• **Problem description**: Look through the data below and, wherever a line carries the word "UNITS", please copy that line.

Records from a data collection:
□ □ □ □ □ □ □

//! Immutable connection settings shared by every call of one client.

use std::{env, time::Duration};

use reqwest::Url;
use reqwest::header::{CONTENT_TYPE, HeaderMap, HeaderName, HeaderValue};

use crate::error::{ClientError, ClientResult, ConfigError};

pub const DEFAULT_BASE_URL: &str = "/api/v1";
pub const DEFAULT_TIMEOUT: Duration = Duration::from_secs(30);
pub const JSON_CONTENT_TYPE: &str = "application/json";

const PLACEHOLDER_ORIGIN: &str = "http://base.invalid";

pub const BASE_URL_ENV: &str = "USER_API_BASE_URL";
pub const TIMEOUT_MS_ENV: &str = "USER_API_TIMEOUT_MS";

#[derive(Clone, Debug)]
pub struct ClientConfig {
    base_url: String,
    default_headers: HeaderMap,
    timeout: Option<Duration>,
}

impl ClientConfig {
    pub fn builder() -> ClientConfigBuilder {
        ClientConfigBuilder::default()
    }

    /// Defaults overridden by `USER_API_BASE_URL` and `USER_API_TIMEOUT_MS`.
    pub fn from_env() -> Result<Self, ConfigError> {
        Self::from_lookup(|var| env::var(var).ok())
    }

    fn from_lookup(lookup: impl Fn(&str) -> Option<String>) -> Result<Self, ConfigError> {
        let mut builder = Self::builder();
        if let Some(base_url) = lookup(BASE_URL_ENV) {
            builder = builder.base_url(base_url);
        }
        if let Some(raw) = lookup(TIMEOUT_MS_ENV) {
            let ms: u64 = raw.trim().parse().map_err(|err| ConfigError::InvalidEnv {
                var: TIMEOUT_MS_ENV,
                reason: format!("{raw:?}: {err}"),
            })?;
            builder = if ms == 0 {
                builder.no_timeout()
            } else {
                builder.timeout(Duration::from_millis(ms))
            };
        }
        builder.build()
    }

    /// Base URL without a trailing slash; either absolute or a `/`-rooted path.
    pub fn base_url(&self) -> &str {
        &self.base_url
    }

    pub fn default_headers(&self) -> &HeaderMap {
        &self.default_headers
    }

    pub fn timeout(&self) -> Option<Duration> {
        self.timeout
    }

    /// True when `base_url` is a `/`-rooted path that needs an origin.
    pub fn is_path_prefix(&self) -> bool {
        self.base_url.is_empty() || self.base_url.starts_with('/')
    }

    /// `base_url` joined with `sub_path`. The sub-path is re-rooted under a
    /// single `/`, and segments that would climb out of the base (`.`, `..`,
    /// their `%2e` spellings, backslashes) are rejected.
    pub fn url_for(&self, sub_path: &str) -> ClientResult<String> {
        let invalid = |reason: &'static str| ClientError::InvalidPath {
            path: sub_path.to_string(),
            reason,
        };
        if sub_path.contains(['\\', '#']) {
            return Err(invalid("backslashes and fragments are not allowed"));
        }
        let sub_path = sub_path.trim_start_matches('/');
        let path = sub_path.split('?').next().unwrap_or_default();
        if path.split('/').any(is_dot_segment) {
            return Err(invalid("dot segments are not allowed"));
        }
        Ok(format!("{}/{}", self.base_url, sub_path))
    }
}

/// Path-prefix base `/api/v1`; pair it with `ResourceClient::with_origin`
/// or a custom transport.
impl Default for ClientConfig {
    fn default() -> Self {
        let mut default_headers = HeaderMap::new();
        default_headers.insert(CONTENT_TYPE, HeaderValue::from_static(JSON_CONTENT_TYPE));
        Self {
            base_url: DEFAULT_BASE_URL.to_string(),
            default_headers,
            timeout: Some(DEFAULT_TIMEOUT),
        }
    }
}

#[derive(Clone, Debug)]
pub struct ClientConfigBuilder {
    base_url: String,
    headers: Vec<(String, String)>,
    keep_default_headers: bool,
    timeout: Option<Duration>,
}

impl Default for ClientConfigBuilder {
    fn default() -> Self {
        Self {
            base_url: DEFAULT_BASE_URL.to_string(),
            headers: Vec::new(),
            keep_default_headers: true,
            timeout: Some(DEFAULT_TIMEOUT),
        }
    }
}

impl ClientConfigBuilder {
    pub fn base_url(mut self, base_url: impl Into<String>) -> Self {
        self.base_url = base_url.into();
        self
    }

    /// Add a default header. A later value for the same (case-insensitive)
    /// name replaces the earlier one.
    pub fn header(mut self, name: impl Into<String>, value: impl Into<String>) -> Self {
        self.headers.push((name.into(), value.into()));
        self
    }

    /// Drop the built-in `Content-Type: application/json` default.
    pub fn without_default_headers(mut self) -> Self {
        self.keep_default_headers = false;
        self
    }

    pub fn timeout(mut self, timeout: Duration) -> Self {
        self.timeout = Some(timeout);
        self
    }

    pub fn no_timeout(mut self) -> Self {
        self.timeout = None;
        self
    }

    pub fn build(self) -> Result<ClientConfig, ConfigError> {
        let base_url = normalize_base_url(&self.base_url)?;

        let mut default_headers = if self.keep_default_headers {
            ClientConfig::default().default_headers
        } else {
            HeaderMap::new()
        };
        for (name, value) in self.headers {
            let header_name = HeaderName::from_bytes(name.as_bytes())
                .map_err(|_| ConfigError::InvalidHeaderName(name.clone()))?;
            let header_value = HeaderValue::from_str(&value)
                .map_err(|_| ConfigError::InvalidHeaderValue(name.clone()))?;
            default_headers.insert(header_name, header_value);
        }

        Ok(ClientConfig {
            base_url,
            default_headers,
            timeout: self.timeout,
        })
    }
}

fn is_dot_segment(segment: &str) -> bool {
    let decoded = segment.to_ascii_lowercase().replace("%2e", ".");
    decoded == "." || decoded == ".."
}

fn normalize_base_url(raw: &str) -> Result<String, ConfigError> {
    let trimmed = raw.trim();
    if trimmed.is_empty() {
        return Err(ConfigError::EmptyBaseUrl);
    }
    let invalid = |reason: &str| ConfigError::InvalidBaseUrl {
        url: raw.to_string(),
        reason: reason.to_string(),
    };

    if trimmed.contains(['?', '#']) {
        return Err(invalid("query and fragment are not allowed"));
    }

    if trimmed.starts_with('/') {
        if trimmed.starts_with("//") || trimmed.contains('\\') {
            return Err(invalid("protocol-relative urls are not allowed"));
        }
        let prefix = trimmed.trim_end_matches('/');
        // Resolving against a fixed origin must neither change the host nor
        // rewrite the path (dot segments, encoded dots, escaping).
        let origin = Url::parse(PLACEHOLDER_ORIGIN).map_err(|err| invalid(&err.to_string()))?;
        let resolved = origin.join(trimmed).map_err(|err| invalid(&err.to_string()))?;
        if resolved.host_str() != origin.host_str() {
            return Err(invalid("path prefix resolves to another host"));
        }
        if resolved.path().trim_end_matches('/') != prefix {
            return Err(invalid("path prefix must be a normalized path"));
        }
        return Ok(prefix.to_string());
    }

    let url = Url::parse(trimmed).map_err(|err| invalid(&err.to_string()))?;
    if !matches!(url.scheme(), "http" | "https") {
        return Err(invalid("scheme must be http or https"));
    }
    if url.host_str().is_none() {
        return Err(invalid("missing host"));
    }
    Ok(url.as_str().trim_end_matches('/').to_string())
}
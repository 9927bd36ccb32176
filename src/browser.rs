//! Headless browser session used for one export
//!
//! The export driver only talks to the [`BrowserLauncher`] and [`PageSession`]
//! traits. [`ChromeLauncher`] implements them on top of chromiumoxide.

use crate::{
    create_browser_config, merge_activity, wait_until_idle, Config, ExportError, NetworkActivity,
    NetworkIdle, PaperFormat, StyleSheetText,
};
use async_trait::async_trait;
use chromiumoxide::browser::Browser;
use chromiumoxide::cdp::browser_protocol::emulation::SetEmulatedMediaParams;
use chromiumoxide::cdp::browser_protocol::network::{
    EnableParams as NetworkEnableParams, EventLoadingFailed, EventLoadingFinished,
    EventRequestWillBeSent,
};
use chromiumoxide::cdp::browser_protocol::page::PrintToPdfParams;
use chromiumoxide::cdp::js_protocol::runtime::EvaluateParams;
use chromiumoxide::page::Page;
use futures::StreamExt;
use serde::de::DeserializeOwned;
use std::time::Duration;
use tokio::task::JoinHandle;
use tracing::{debug, info, warn};

/// Reads every stylesheet's rules; sheets that throw report the error instead.
const STYLE_SHEETS_JS: &str = r#"(() => Array.from(document.styleSheets).map((sheet) => {
    try {
        return {
            href: sheet.href,
            css_text: Array.from(sheet.cssRules).map((rule) => rule.cssText).join("\n"),
            error: null,
        };
    } catch (e) {
        return { href: sheet.href, css_text: "", error: String(e) };
    }
}))()"#;

/// External script URLs in document order; inline scripts have an empty `src`.
const SCRIPT_SOURCES_JS: &str =
    r#"(() => Array.from(document.scripts).map((script) => script.src).filter((src) => src))()"#;

/// What the driver needs from an open browser page.
#[async_trait]
pub trait PageSession: Send {
    /// Loads `url` and waits for network idle, bounded by `timeout`.
    async fn navigate(
        &mut self,
        url: &str,
        idle: &NetworkIdle,
        timeout: Duration,
    ) -> Result<(), ExportError>;

    /// Serialized DOM after scripts have run.
    async fn content(&mut self) -> Result<String, ExportError>;

    async fn style_sheets(&mut self) -> Result<Vec<StyleSheetText>, ExportError>;

    async fn script_sources(&mut self) -> Result<Vec<String>, ExportError>;

    async fn render_pdf(
        &mut self,
        media_type: &str,
        paper: PaperFormat,
        print_background: bool,
    ) -> Result<Vec<u8>, ExportError>;

    /// Releases the browser. Must be safe to call more than once.
    async fn close(&mut self);
}

#[async_trait]
pub trait BrowserLauncher: Send + Sync {
    async fn launch(&self) -> Result<Box<dyn PageSession>, ExportError>;
}

/// Launches a local Chrome/Chromium per export.
#[derive(Debug, Clone)]
pub struct ChromeLauncher {
    config: Config,
}

impl ChromeLauncher {
    pub fn new(config: Config) -> Self {
        Self { config }
    }
}

#[async_trait]
impl BrowserLauncher for ChromeLauncher {
    async fn launch(&self) -> Result<Box<dyn PageSession>, ExportError> {
        let session = ChromeSession::launch(&self.config).await?;
        Ok(Box::new(session))
    }
}

/// One browser process with a single page.
///
/// `close` shuts the browser down; if a session is dropped without it the
/// handler task is aborted and chromiumoxide kills the child process.
pub struct ChromeSession {
    browser: Browser,
    page: Page,
    handler: JoinHandle<()>,
    closed: bool,
}

impl ChromeSession {
    pub async fn launch(config: &Config) -> Result<Self, ExportError> {
        let browser_config = create_browser_config(config)?;

        let (browser, mut handler) = Browser::launch(browser_config)
            .await
            .map_err(|e| ExportError::BrowserLaunchFailed(e.to_string()))?;

        // The handler stream drives all CDP traffic and must be polled continuously.
        let handler = tokio::spawn(async move {
            while let Some(event) = handler.next().await {
                if let Err(e) = event {
                    debug!("Browser handler error: {}", e);
                }
            }
            debug!("Handler stream ended");
        });

        let page = match browser.new_page("about:blank").await {
            Ok(page) => page,
            Err(e) => {
                handler.abort();
                return Err(ExportError::BrowserLaunchFailed(e.to_string()));
            }
        };

        info!("Browser launched");
        Ok(Self {
            browser,
            page,
            handler,
            closed: false,
        })
    }

    async fn evaluate<T: DeserializeOwned>(&self, expression: &str) -> Result<T, ExportError> {
        let params = EvaluateParams::builder()
            .expression(expression)
            .return_by_value(true)
            .await_promise(true)
            .build()
            .map_err(ExportError::PageError)?;

        let result = self
            .page
            .evaluate_expression(params)
            .await
            .map_err(|e| ExportError::PageError(e.to_string()))?;

        result
            .into_value::<T>()
            .map_err(|e| ExportError::PageError(e.to_string()))
    }
}

#[async_trait]
impl PageSession for ChromeSession {
    async fn navigate(
        &mut self,
        url: &str,
        idle: &NetworkIdle,
        timeout: Duration,
    ) -> Result<(), ExportError> {
        let nav_err = |e: chromiumoxide::error::CdpError| ExportError::NavigationFailed(e.to_string());

        self.page
            .execute(NetworkEnableParams::default())
            .await
            .map_err(nav_err)?;

        // Subscribe before navigating so the document request itself is counted.
        let started = self
            .page
            .event_listener::<EventRequestWillBeSent>()
            .await
            .map_err(nav_err)?
            .map(|e| NetworkActivity::Started(e.request_id.inner().clone()));
        let finished = self
            .page
            .event_listener::<EventLoadingFinished>()
            .await
            .map_err(nav_err)?
            .map(|e| NetworkActivity::Finished(e.request_id.inner().clone()));
        let failed = self
            .page
            .event_listener::<EventLoadingFailed>()
            .await
            .map_err(nav_err)?
            .map(|e| NetworkActivity::Failed(e.request_id.inner().clone()));
        let activity = merge_activity(started, finished, failed);

        let page = &self.page;
        let navigation = async move {
            page.goto(url).await.map_err(nav_err)?;
            wait_until_idle(Box::pin(activity), idle).await;
            Ok::<(), ExportError>(())
        };

        match tokio::time::timeout(timeout, navigation).await {
            Ok(result) => result,
            Err(_) => Err(ExportError::NavigationFailed(format!(
                "timed out after {timeout:?} waiting for {url}"
            ))),
        }
    }

    async fn content(&mut self) -> Result<String, ExportError> {
        self.page
            .content()
            .await
            .map_err(|e| ExportError::PageError(e.to_string()))
    }

    async fn style_sheets(&mut self) -> Result<Vec<StyleSheetText>, ExportError> {
        self.evaluate(STYLE_SHEETS_JS).await
    }

    async fn script_sources(&mut self) -> Result<Vec<String>, ExportError> {
        self.evaluate(SCRIPT_SOURCES_JS).await
    }

    async fn render_pdf(
        &mut self,
        media_type: &str,
        paper: PaperFormat,
        print_background: bool,
    ) -> Result<Vec<u8>, ExportError> {
        self.page
            .execute(SetEmulatedMediaParams::builder().media(media_type).build())
            .await
            .map_err(|e| ExportError::PdfRenderFailed(e.to_string()))?;

        let (paper_width, paper_height) = paper.dimensions();
        let params = PrintToPdfParams::builder()
            .paper_width(paper_width)
            .paper_height(paper_height)
            .print_background(print_background)
            .build();

        self.page
            .pdf(params)
            .await
            .map_err(|e| ExportError::PdfRenderFailed(e.to_string()))
    }

    async fn close(&mut self) {
        if self.closed {
            return;
        }
        self.closed = true;

        if let Err(e) = self.browser.close().await {
            warn!("Failed to close browser: {}", e);
        }
        if let Err(e) = self.browser.wait().await {
            warn!("Failed to wait for browser exit: {}", e);
        }
        self.handler.abort();
        info!("Browser closed");
    }
}

impl Drop for ChromeSession {
    fn drop(&mut self) {
        if !self.closed {
            warn!("Browser session dropped without close; aborting handler");
            self.handler.abort();
        }
    }
}
use std::time::Duration;

/// Compact duration for run summaries: `850ms`, `4.2s`, `1m 5s`.
pub fn format_duration(duration: Duration) -> String {
    let total_seconds = duration.as_secs();
    let minutes = total_seconds / 60;
    let seconds = total_seconds % 60;

    if minutes > 0 {
        format!("{minutes}m {seconds}s")
    } else if seconds > 0 {
        format!("{}.{}s", seconds, duration.subsec_millis() / 100)
    } else {
        format!("{}ms", duration.subsec_millis())
    }
}

pub fn format_bytes(bytes: usize) -> String {
    const UNITS: &[&str] = &["B", "KB", "MB", "GB"];

    let mut size = bytes as f64;
    let mut unit = 0;
    while size >= 1024.0 && unit < UNITS.len() - 1 {
        size /= 1024.0;
        unit += 1;
    }

    if unit == 0 {
        format!("{bytes} B")
    } else {
        format!("{:.1} {}", size, UNITS[unit])
    }
}
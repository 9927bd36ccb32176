//! Target URL handling and the derived site identifier.

use crate::ExportError;

/// The page being exported, plus the directory name its artifacts go under.
#[derive(Debug, Clone, PartialEq, Eq)]
pub struct SiteTarget {
    url: String,
    site_id: String,
}

impl SiteTarget {
    /// Accepts any non-empty string. Malformed URLs are left for the browser
    /// to reject during navigation.
    pub fn parse(raw: &str) -> Result<Self, ExportError> {
        if raw.is_empty() {
            return Err(ExportError::ArgumentMissing);
        }

        Ok(Self {
            url: raw.to_string(),
            site_id: strip_scheme(raw).to_string(),
        })
    }

    pub fn url(&self) -> &str {
        &self.url
    }

    pub fn site_id(&self) -> &str {
        &self.site_id
    }

    /// Host name for log fields, when the URL parses.
    pub fn host(&self) -> Option<String> {
        url::Url::parse(&self.url)
            .ok()
            .and_then(|u| u.host_str().map(str::to_string))
    }
}

/// Removes one leading `https://` or `http://`.
///
/// Matching is case-sensitive and anchored at the start. Paths, ports and
/// query strings are kept, so the result may contain `/`, `:` or `?`.
pub fn strip_scheme(url: &str) -> &str {
    url.strip_prefix("https://")
        .or_else(|| url.strip_prefix("http://"))
        .unwrap_or(url)
}
//! Command-line entry point: argument parsing, config loading and logging setup.

use crate::{Config, ExportService, PaperFormat, RunStatus, SiteTarget, Workspace};
use anyhow::Context;
use clap::Parser;
use std::path::PathBuf;
use std::time::Duration;
use tokio::fs;
use tracing::{error, info};

#[derive(Parser, Debug)]
#[command(name = "site-export")]
#[command(about = "Save a web page's rendered HTML, CSS, JavaScript and a PDF snapshot")]
#[command(version)]
pub struct Cli {
    #[arg(short, long, help = "Your website")]
    pub website: String,

    #[arg(long, help = "Configuration file path (JSON)")]
    pub config: Option<PathBuf>,

    #[arg(long, help = "Output root directory (default: dist)")]
    pub output_dir: Option<PathBuf>,

    #[arg(long, help = "Navigation timeout in seconds")]
    pub timeout: Option<u64>,

    #[arg(long, value_enum, help = "PDF paper format")]
    pub paper: Option<PaperFormat>,

    #[arg(long, help = "Chrome executable path")]
    pub chrome_path: Option<String>,

    #[arg(long, help = "Enable verbose logging")]
    pub verbose: bool,
}

impl Cli {
    pub fn apply_overrides(&self, config: &mut Config) {
        if let Some(output_dir) = &self.output_dir {
            config.output_root = output_dir.clone();
        }
        if let Some(timeout) = self.timeout {
            config.navigation_timeout = Duration::from_secs(timeout);
        }
        if let Some(paper) = self.paper {
            config.pdf.paper = paper;
        }
        if let Some(chrome_path) = &self.chrome_path {
            config.chrome_path = Some(chrome_path.clone());
        }
    }
}

/// Reads the optional config file, applies flag overrides and validates.
pub async fn load_config(args: &Cli) -> anyhow::Result<Config> {
    let mut config = if let Some(config_path) = &args.config {
        let config_content = fs::read_to_string(config_path)
            .await
            .with_context(|| format!("Failed to read config {}", config_path.display()))?;
        serde_json::from_str(&config_content)
            .with_context(|| format!("Failed to parse config {}", config_path.display()))?
    } else {
        Config::default()
    };

    args.apply_overrides(&mut config);
    config.validate()?;

    info!("Configuration loaded successfully");
    info!("Output root: {}", config.output_root.display());
    info!("Navigation timeout: {:?}", config.navigation_timeout);
    info!("Paper format: {:?}", config.pdf.paper);

    Ok(config)
}

pub struct CliRunner {
    pub config: Config,
}

impl CliRunner {
    pub fn new(config: Config) -> Self {
        Self { config }
    }

    pub async fn run(&self, website: &str) -> RunStatus {
        let target = match SiteTarget::parse(website) {
            Ok(target) => target,
            Err(e) => {
                error!("{}", e);
                return RunStatus::Failure;
            }
        };

        let service = match ExportService::new(self.config.clone()) {
            Ok(service) => service,
            Err(e) => {
                error!("{}", e);
                return RunStatus::Failure;
            }
        };

        let workspace = Workspace::prepare(&self.config, &target).await;
        service.run(&target, workspace).await
    }
}

pub fn setup_logging(verbose: bool) -> Result<(), Box<dyn std::error::Error + Send + Sync>> {
    let level = if verbose {
        tracing::Level::DEBUG
    } else {
        tracing::Level::INFO
    };

    tracing_subscriber::fmt()
        .with_max_level(level)
        .with_target(false)
        .try_init()
}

□ □ □ □ □ □ □

• **Answer space**:
    const UNITS: &[&str] = &["B", "KB", "MB", "GB"];
    while size >= 1024.0 && unit < UNITS.len() - 1 {
        format!("{:.1} {}", size, UNITS[unit])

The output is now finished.